● **About this exercise**
Among the lines of data below, reproduce only those from the one with "let mut help = false;" through the one with "while let Some(token)", exactly as they stand, both ends included.

● **The records**
******

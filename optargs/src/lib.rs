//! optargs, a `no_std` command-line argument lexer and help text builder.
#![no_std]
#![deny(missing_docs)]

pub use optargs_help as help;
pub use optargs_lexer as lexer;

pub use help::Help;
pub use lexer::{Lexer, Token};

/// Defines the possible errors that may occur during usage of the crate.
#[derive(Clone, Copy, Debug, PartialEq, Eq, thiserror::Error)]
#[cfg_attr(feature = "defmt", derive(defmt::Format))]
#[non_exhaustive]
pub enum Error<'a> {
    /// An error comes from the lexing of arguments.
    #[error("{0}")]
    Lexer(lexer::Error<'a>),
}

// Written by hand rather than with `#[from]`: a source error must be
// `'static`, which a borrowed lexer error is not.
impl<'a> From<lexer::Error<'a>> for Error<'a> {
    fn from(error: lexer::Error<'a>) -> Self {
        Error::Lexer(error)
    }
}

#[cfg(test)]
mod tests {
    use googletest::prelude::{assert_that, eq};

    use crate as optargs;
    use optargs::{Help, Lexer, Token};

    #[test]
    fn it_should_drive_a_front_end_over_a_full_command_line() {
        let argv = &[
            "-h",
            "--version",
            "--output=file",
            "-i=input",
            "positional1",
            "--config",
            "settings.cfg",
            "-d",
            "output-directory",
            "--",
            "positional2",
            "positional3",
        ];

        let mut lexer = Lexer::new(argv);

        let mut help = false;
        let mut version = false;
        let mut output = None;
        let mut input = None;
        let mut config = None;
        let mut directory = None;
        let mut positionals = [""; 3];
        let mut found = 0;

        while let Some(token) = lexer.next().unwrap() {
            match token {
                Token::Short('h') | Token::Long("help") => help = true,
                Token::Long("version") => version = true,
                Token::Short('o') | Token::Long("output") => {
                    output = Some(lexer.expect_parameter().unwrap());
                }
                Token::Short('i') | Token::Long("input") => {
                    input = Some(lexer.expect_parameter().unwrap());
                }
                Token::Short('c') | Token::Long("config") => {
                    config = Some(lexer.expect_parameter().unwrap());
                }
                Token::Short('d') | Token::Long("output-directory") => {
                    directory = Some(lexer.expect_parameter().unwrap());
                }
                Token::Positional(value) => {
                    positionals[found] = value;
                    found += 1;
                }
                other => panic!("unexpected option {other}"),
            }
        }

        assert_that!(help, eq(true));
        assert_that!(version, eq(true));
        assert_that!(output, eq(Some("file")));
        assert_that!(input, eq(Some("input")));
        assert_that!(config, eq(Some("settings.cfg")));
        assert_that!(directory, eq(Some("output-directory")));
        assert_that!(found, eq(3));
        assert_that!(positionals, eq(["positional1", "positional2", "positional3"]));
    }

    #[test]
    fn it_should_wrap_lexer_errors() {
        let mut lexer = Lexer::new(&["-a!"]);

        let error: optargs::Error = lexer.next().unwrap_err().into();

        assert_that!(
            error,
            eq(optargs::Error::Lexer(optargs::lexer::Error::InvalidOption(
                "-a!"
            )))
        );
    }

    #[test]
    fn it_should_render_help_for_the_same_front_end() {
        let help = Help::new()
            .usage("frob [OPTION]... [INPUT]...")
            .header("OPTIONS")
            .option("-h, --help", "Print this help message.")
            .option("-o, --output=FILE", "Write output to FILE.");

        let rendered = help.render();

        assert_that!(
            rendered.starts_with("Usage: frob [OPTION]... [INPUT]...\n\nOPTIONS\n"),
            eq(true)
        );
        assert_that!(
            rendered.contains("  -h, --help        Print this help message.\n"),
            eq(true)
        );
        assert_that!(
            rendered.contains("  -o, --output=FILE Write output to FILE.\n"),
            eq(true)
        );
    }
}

******

● **Answer for the task**
        let mut help = false;
        let mut version = false;
        let mut output = None;
        let mut input = None;
        let mut config = None;
        let mut directory = None;
        let mut positionals = [""; 3];
        let mut found = 0;

        while let Some(token) = lexer.next().unwrap() {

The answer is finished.